Alisha Graves, a co-founder of OASIS, travelled around the world for six years, meeting with ministries of health, OB-GYNs and midwives, and working to improve access to misoprostol.
“He always wanted to focus on the poorest parts of the world, and women who are most at risk,” Graves said. “The Sahel has rapid population growth and high malnutrition; low literacy.”
Together with Daniel Perlman and Habiba Mohamed, Malcolm started a project out of the Bixby Center, which Malcolm chaired, called Safe Spaces in Northern Nigeria. These mentored girls clubs reinforce math and literacy, but also introduce life skills like health, hygiene and communication skills to negotiate staying in school.
Malcolm was astounded by the results, given what he knew of this context, Graves said.

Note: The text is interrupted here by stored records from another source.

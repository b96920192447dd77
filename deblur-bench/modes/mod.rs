pub mod inverse;
pub mod wiener;

use deblur::{Kernel, RealGrid};
use strum_macros::{Display, EnumIter};

#[derive(Debug, Display, EnumIter, PartialEq, Eq, PartialOrd, Ord, Clone, Copy)]
#[strum(serialize_all = "lowercase")]
pub enum FilterMode {
    Degraded,
    Inverse,
    Wiener,
}

impl FilterMode {
    pub fn get_impl(&self, snr: f32) -> Box<dyn Restorer> {
        match self {
            FilterMode::Degraded => Box::new(Passthrough),
            FilterMode::Inverse => Box::new(inverse::Inverse::default()),
            FilterMode::Wiener => Box::new(wiener::Wiener::new(snr)),
        }
    }
}

pub trait Restorer {
    fn restore(&mut self, degraded: &RealGrid, kernel: &Kernel) -> deblur::Result<RealGrid>;
}

// baseline: the degraded image as is
#[derive(Debug)]
pub struct Passthrough;

impl Restorer for Passthrough {
    fn restore(&mut self, degraded: &RealGrid, _kernel: &Kernel) -> deblur::Result<RealGrid> {
        Ok(degraded.clone())
    }
}
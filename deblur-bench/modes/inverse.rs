use deblur::{types::DEFAULT_EPS, Kernel, RealGrid};

use super::Restorer;

#[derive(Debug)]
pub struct Inverse {
    eps: f32,
}

impl Default for Inverse {
    fn default() -> Self {
        Self { eps: DEFAULT_EPS }
    }
}

impl Restorer for Inverse {
    fn restore(&mut self, degraded: &RealGrid, kernel: &Kernel) -> deblur::Result<RealGrid> {
        deblur::inverse_filter(degraded, kernel, self.eps)
    }
}
use deblur::{
    degrade::degrade_image,
    filter::{compute_inverse_filter, compute_wiener_filter},
    transform,
    types::DEFAULT_EPS,
};

use crate::{
    plot::visualize_frequencies,
    util::{self, output_name, BoxError},
};

const BLUR_STD_DEV: f32 = 2.0;
const SNR: f32 = 100.0;

pub fn run(file_name: &str) -> Result<(), BoxError> {
    let image = util::read_gray(file_name)?;
    let degraded = degrade_image(&image, BLUR_STD_DEV, SNR, 0)?;

    // Transform the image into the frequency domain. This is a 2D array of complex numbers
    let image_spectrum = transform::forward(&image);
    let degraded_spectrum = transform::forward(&degraded.image);
    let kernel_spectrum = degraded.kernel.spectrum(image.dim())?;

    let inverse = compute_inverse_filter(&kernel_spectrum, DEFAULT_EPS)?;
    let wiener = compute_wiener_filter(&kernel_spectrum, SNR)?;

    let outputs = [
        ("image.fft", &image_spectrum),
        ("degraded.fft", &degraded_spectrum),
        ("kernel.fft", &kernel_spectrum),
        ("inverse.fft", &inverse),
        ("wiener.fft", &wiener),
    ];

    for (suffix, spectrum) in outputs {
        visualize_frequencies(spectrum, &output_name(file_name, suffix))?;
    }

    Ok(())
}
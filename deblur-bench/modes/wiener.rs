use deblur::{Kernel, RealGrid};

use super::Restorer;

// assumes the snr the benchmark degraded with
#[derive(Debug)]
pub struct Wiener {
    snr: f32,
}

impl Wiener {
    pub fn new(snr: f32) -> Self {
        Self { snr }
    }
}

impl Restorer for Wiener {
    fn restore(&mut self, degraded: &RealGrid, kernel: &Kernel) -> deblur::Result<RealGrid> {
        deblur::wiener_filter(degraded, kernel, self.snr)
    }
}
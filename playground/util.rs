use deblur::RealGrid;
use image::GrayImage;
use ndarray::{Array2, ArrayView2};

pub type BoxError = Box<dyn std::error::Error>;

pub fn read_gray(path: &str) -> Result<RealGrid, BoxError> {
    let img: GrayImage = image::open(path)?.to_luma8();
    let (width, height) = img.dimensions();

    Ok(Array2::from_shape_fn(
        (height as usize, width as usize),
        |(y, x)| img.get_pixel(x as u32, y as u32)[0] as f32,
    ))
}

// moves the zero frequency from (0, 0) to the middle of the grid
pub fn fftshift<T: Clone>(grid: ArrayView2<T>) -> Array2<T> {
    let (height, width) = grid.dim();
    deblur::shift::circular_shift(&grid.to_owned(), (width / 2) as isize, (height / 2) as isize)
}

pub fn output_name(file_name: &str, suffix: &str) -> String {
    format!("{}.{suffix}.png", file_name.trim_end_matches(".png"))
}
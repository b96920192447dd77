use deblur::RealGrid;
use ndarray::Array2;

// decodes a png into luminance samples, dropping alpha
pub fn from_png(data: &[u8]) -> Result<RealGrid, png::DecodingError> {
    let mut options = png::DecodeOptions::default();
    options.set_ignore_crc(true);
    let mut decoder = png::Decoder::new_with_options(data, options);
    decoder.set_transformations(png::Transformations::EXPAND | png::Transformations::STRIP_16);

    let mut reader = decoder.read_info()?;
    let mut buf = vec![0; reader.output_buffer_size()];
    let info = reader.next_frame(&mut buf)?;
    let channels = info.color_type.samples();
    let (width, height) = (info.width as usize, info.height as usize);

    Ok(Array2::from_shape_fn((height, width), |(row, col)| {
        let offset = (row * width + col) * channels;
        match channels {
            1 | 2 => buf[offset] as f32,
            _ => luma(buf[offset], buf[offset + 1], buf[offset + 2]),
        }
    }))
}

// Rec. 601 weights, same as image::Luma conversion
fn luma(r: u8, g: u8, b: u8) -> f32 {
    0.299 * r as f32 + 0.587 * g as f32 + 0.114 * b as f32
}

pub fn to_dir(path: &str) -> String {
    path.split('/')
        .take(path.split('/').count() - 1)
        .collect::<Vec<&str>>()
        .join("/")
}
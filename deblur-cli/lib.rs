use std::path::{Path, PathBuf};

use clap::Parser;
use deblur::{
    degrade::degrade_image,
    metrics::psnr,
    types::{DEFAULT_EPS, PEAK},
    DeblurError, Method, RealGrid,
};
use image::{GrayImage, ImageError, Luma};
use ndarray::Array2;
use thiserror::Error;
use tracing::info;

/// Degrades an image with a Gaussian blur and noise, then restores it with
/// the thresholded inverse filter and the Wiener filter.
#[derive(Parser, Debug, Clone)]
#[command(name = "deblur", version)]
pub struct Args {
    /// Path to the original image (converted to grayscale)
    pub image: PathBuf,

    /// Signal to noise ratio: the higher (e.g. 10000), the less noise
    #[arg(long, default_value_t = 100.0)]
    pub snr: f32,

    /// Standard deviation of the Gaussian blur
    #[arg(long, default_value_t = 2.0)]
    pub stddev: f32,

    /// Threshold factor of the inverse filter, relative to the largest kernel magnitude
    #[arg(long, default_value_t = DEFAULT_EPS)]
    pub eps: f32,

    /// Seed for the noise generator
    #[arg(long, default_value_t = 0)]
    pub seed: u64,

    /// Directory the result images are written to
    #[arg(short, long, default_value = ".")]
    pub out_dir: PathBuf,

    /// Stretch both restored images to the full range instead of clipping to [0, 255].
    /// Clipping keeps the written files comparable with the PSNR values that are logged.
    #[arg(long)]
    pub normalize: bool,
}

#[derive(Error, Debug)]
pub enum CliError {
    #[error("IO error: {0}")]
    Io(#[from] std::io::Error),

    #[error(transparent)]
    Image(#[from] ImageError),

    #[error(transparent)]
    Deblur(#[from] DeblurError),
}

/// How samples outside `[0, 255]` are mapped when writing an image.
#[derive(Debug, Clone, Copy, PartialEq, Eq)]
pub enum Range {
    Clip,
    Normalize,
}

/// Writes `original.png`, `degraded.png`, `restored_inverse.png` and
/// `restored_wiener.png` into `args.out_dir`. Original and degraded images are
/// always clipped, the restored ones use the same [`Range`] for both filters.
pub fn run(args: &Args) -> Result<(), CliError> {
    info!(path = %args.image.display(), "loading image");
    let original = load_grayscale(&args.image)?;
    std::fs::create_dir_all(&args.out_dir)?;
    save_grayscale(&original, &args.out_dir.join("original.png"), Range::Clip)?;

    info!(snr = args.snr, stddev = args.stddev, "degrading image");
    let degraded = degrade_image(&original, args.stddev, args.snr, args.seed)?;
    save_grayscale(&degraded.image, &args.out_dir.join("degraded.png"), Range::Clip)?;
    let degraded_psnr = psnr(&original, &degraded.image)?;
    info!(psnr = degraded_psnr, "degraded");

    let range = if args.normalize {
        Range::Normalize
    } else {
        Range::Clip
    };

    let methods = [
        ("restored_inverse.png", Method::Inverse { eps: args.eps }),
        ("restored_wiener.png", Method::Wiener { snr: args.snr }),
    ];

    for (file_name, method) in methods {
        let restored = deblur::restore(&degraded.image, &degraded.kernel, method)?;
        let restored_psnr = psnr(&original, &restored)?;
        info!(?method, psnr = restored_psnr, "restored");
        save_grayscale(&restored, &args.out_dir.join(file_name), range)?;
    }

    Ok(())
}

pub fn load_grayscale(path: &Path) -> Result<RealGrid, CliError> {
    let img = image::open(path)?.to_luma8();
    Ok(from_luma(&img))
}

pub fn save_grayscale(grid: &RealGrid, path: &Path, range: Range) -> Result<(), CliError> {
    to_luma(grid, range).save(path)?;
    Ok(())
}

pub fn from_luma(img: &GrayImage) -> RealGrid {
    let (width, height) = img.dimensions();
    Array2::from_shape_fn((height as usize, width as usize), |(row, col)| {
        img.get_pixel(col as u32, row as u32)[0] as f32
    })
}

pub fn to_luma(grid: &RealGrid, range: Range) -> GrayImage {
    let (rows, cols) = grid.dim();

    let (offset, scale) = match range {
        Range::Clip => (0.0, 1.0),
        Range::Normalize => {
            let min = grid.iter().cloned().fold(f32::INFINITY, f32::min);
            let max = grid.iter().cloned().fold(f32::NEG_INFINITY, f32::max);
            if max > min {
                (min, PEAK / (max - min))
            } else {
                (min, 0.0)
            }
        }
    };

    GrayImage::from_fn(cols as u32, rows as u32, |x, y| {
        let value = (grid[[y as usize, x as usize]] - offset) * scale;
        Luma([value.round().clamp(0.0, PEAK) as u8])
    })
}
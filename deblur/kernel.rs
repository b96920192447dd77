use ndarray::{Array1, Array2, Axis};

use crate::{
    check_positive,
    shift::{circular_shift, pad_to},
    transform,
    types::{ComplexGrid, RealGrid, Shape},
    DeblurError, Result,
};

// largest Gaussian kernel side, 4095 taps (std_dev up to about 682)
const MAX_GAUSSIAN_TAPS: f32 = 4095.0;

/// Spatial blur response, conceptually centered on its middle cell.
///
/// For even sizes the center is taken with floor division, i.e. the cell at
/// `(rows / 2, cols / 2)`.
#[derive(Debug, Clone, PartialEq)]
pub struct Kernel {
    weights: RealGrid,
}

impl Kernel {
    pub fn new(weights: RealGrid) -> Result<Self> {
        if weights.is_empty() {
            return Err(DeblurError::EmptyGrid);
        }
        Ok(Self { weights })
    }

    /// Normalized, separable Gaussian with `round(3 * std_dev) * 2 - 1` taps per axis.
    pub fn gaussian(std_dev: f32) -> Result<Self> {
        let std_dev = check_positive("std_dev", std_dev)?;
        let taps = ((std_dev * 3.0).round() * 2.0 - 1.0).max(1.0);
        if taps > MAX_GAUSSIAN_TAPS {
            return Err(DeblurError::InvalidParameter {
                name: "std_dev",
                value: std_dev,
            });
        }
        let size = taps as usize;

        let center = (size - 1) as f32 / 2.0;
        let mut taps = Array1::from_shape_fn(size, |i| {
            let d = i as f32 - center;
            (-(d * d) / (2.0 * std_dev * std_dev)).exp()
        });
        let sum = taps.sum();
        taps /= sum;

        let column = taps.view().insert_axis(Axis(1));
        let row = taps.view().insert_axis(Axis(0));
        Self::new(column.dot(&row))
    }

    /// Moving average over a `size x size` window.
    pub fn box_filter(size: usize) -> Result<Self> {
        let weight = 1.0 / (size * size).max(1) as f32;
        Self::new(Array2::from_elem((size, size), weight))
    }

    pub fn weights(&self) -> &RealGrid {
        &self.weights
    }

    pub fn into_weights(self) -> RealGrid {
        self.weights
    }

    pub fn dim(&self) -> Shape {
        self.weights.dim()
    }

    pub fn center(&self) -> Shape {
        let (rows, cols) = self.dim();
        (rows / 2, cols / 2)
    }

    /// Zero-pads the kernel to `shape` and rotates it so its center sits at `(0, 0)`.
    pub fn expand(&self, shape: Shape) -> Result<RealGrid> {
        let padded = pad_to(&self.weights, shape)?;
        let (center_row, center_col) = self.center();
        Ok(circular_shift(
            &padded,
            -(center_col as isize),
            -(center_row as isize),
        ))
    }

    /// Transfer function of the kernel on a grid of the given shape.
    pub fn spectrum(&self, shape: Shape) -> Result<ComplexGrid> {
        Ok(transform::forward(&self.expand(shape)?))
    }
}

#[cfg(test)]
mod tests {
    use super::*;
    use approx::{assert_abs_diff_eq, assert_relative_eq};
    use ndarray::array;

    #[test]
    fn gaussian_size_and_sum() {
        let kernel = Kernel::gaussian(2.0).unwrap();
        assert_eq!(kernel.dim(), (11, 11));
        assert_eq!(kernel.center(), (5, 5));
        assert_relative_eq!(kernel.weights().sum(), 1.0, epsilon = 1e-5);

        let small = Kernel::gaussian(0.1).unwrap();
        assert_eq!(small.dim(), (1, 1));
        assert_relative_eq!(small.weights()[[0, 0]], 1.0);
    }

    #[test]
    fn gaussian_is_symmetric_with_peak_in_center() {
        let kernel = Kernel::gaussian(1.5).unwrap();
        let w = kernel.weights();
        let (n, _) = kernel.dim();
        let peak = w.iter().cloned().fold(f32::MIN, f32::max);

        assert_eq!(w[[n / 2, n / 2]], peak);
        for ((r, c), v) in w.indexed_iter() {
            assert_abs_diff_eq!(*v, w[[c, r]], epsilon = 1e-7);
            assert_abs_diff_eq!(*v, w[[n - 1 - r, n - 1 - c]], epsilon = 1e-7);
        }
    }

    #[test]
    fn gaussian_rejects_bad_std_dev() {
        assert!(Kernel::gaussian(0.0).is_err());
        assert!(Kernel::gaussian(-1.0).is_err());
        assert!(Kernel::gaussian(f32::NAN).is_err());

        for std_dev in [1e6, 1e30, f32::MAX] {
            assert!(matches!(
                Kernel::gaussian(std_dev),
                Err(DeblurError::InvalidParameter { name: "std_dev", .. })
            ));
        }
    }

    #[test]
    fn empty_kernel() {
        assert_eq!(
            Kernel::new(RealGrid::zeros((0, 0))),
            Err(DeblurError::EmptyGrid)
        );
    }

    #[test]
    fn box_filter_weights() {
        let kernel = Kernel::box_filter(3).unwrap();
        assert!(kernel.weights().iter().all(|&w| w == 1.0 / 9.0));
    }

    #[test]
    fn expand_moves_center_to_origin() {
        let kernel = Kernel::new(array![[1.0, 2.0, 3.0], [4.0, 5.0, 6.0], [7.0, 8.0, 9.0]]).unwrap();
        let expanded = kernel.expand((5, 5)).unwrap();

        assert_eq!(expanded[[0, 0]], 5.0);
        assert_eq!(expanded[[0, 1]], 6.0);
        assert_eq!(expanded[[1, 0]], 8.0);
        assert_eq!(expanded[[4, 4]], 1.0);
        assert_eq!(expanded[[4, 0]], 2.0);
        assert_eq!(expanded[[0, 4]], 4.0);
        assert_eq!(expanded.sum(), 45.0);
    }

    #[test]
    fn expand_even_kernel_uses_floor_center() {
        let kernel = Kernel::new(array![[1.0, 2.0], [3.0, 4.0]]).unwrap();
        let expanded = kernel.expand((3, 3)).unwrap();

        // center (1, 1) holds 4.0
        assert_eq!(
            expanded,
            array![[4.0, 0.0, 3.0], [0.0, 0.0, 0.0], [2.0, 0.0, 1.0]]
        );
    }

    #[test]
    fn symmetric_kernel_has_real_spectrum() {
        let spectrum = Kernel::gaussian(1.0).unwrap().spectrum((16, 12)).unwrap();

        assert_eq!(spectrum.dim(), (16, 12));
        assert_abs_diff_eq!(spectrum[[0, 0]].re, 1.0, epsilon = 1e-5);
        for c in spectrum.iter() {
            assert_abs_diff_eq!(c.im, 0.0, epsilon = 1e-5);
        }
    }

    #[test]
    fn kernel_larger_than_image() {
        let kernel = Kernel::gaussian(2.0).unwrap();
        assert!(matches!(
            kernel.spectrum((8, 8)),
            Err(DeblurError::KernelTooLarge { .. })
        ));
    }
}
pub mod spectrum;
pub mod sweep;
mod fft;
mod plot;
mod util;

fn main() {
    let args: Vec<String> = std::env::args().collect();
    let program = args.get(1).expect("missing program name");

    let result = match program.as_str() {
        "spectrum" => fft::spectrum::run(args.get(2).expect("missing file name")),
        "sweep" => fft::sweep::run(args.get(2).expect("missing file name")),
        _ => panic!("unknown program"),
    };

    if let Err(e) = result {
        eprintln!("{program} failed: {e}");
        std::process::exit(1);
    }
}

In recent years, Dr. Potts co-founded Cadence Health, Inc., a company dedicated to making oral contraceptives available over the counter in the United States.
Dr. Potts was married four times. His first marriage, to Dera Joyce Cook, ended in divorce, as did his second marriage, to Dr. Caroline Deys. Potts’ third wife, Marcia Jaffe Potts, died in 1993.
His final marriage was to Dr. Martha Madison Campbell, who predeceased him in 2022.
Potts is survived by four children, three stepchildren, seven grandchildren, and four great-grandchildren.
In a memo to BPH staff, Dean Lu asked the community to join him, “in reflecting, with gratitude, on all that he gave to our community, our field and our world.”
Plans for a memorial service will be forthcoming.
Memorial donations may be made to the School of Public Health Fund in memory of Malcolm Potts. Please make your check payable to the UC Berkeley Foundation and mail to: UC Berkeley Foundation, Attention: Gift Services, 1995 University Ave, Ste 400, Berkeley, CA 94704. Please write “School of Public Health Fund, FN420000” on your check, and note it is in memory of Malcolm Potts. Or, you may visit give.berkeley.edu/publichealth and follow the prompts to indicate it is a memorial gift.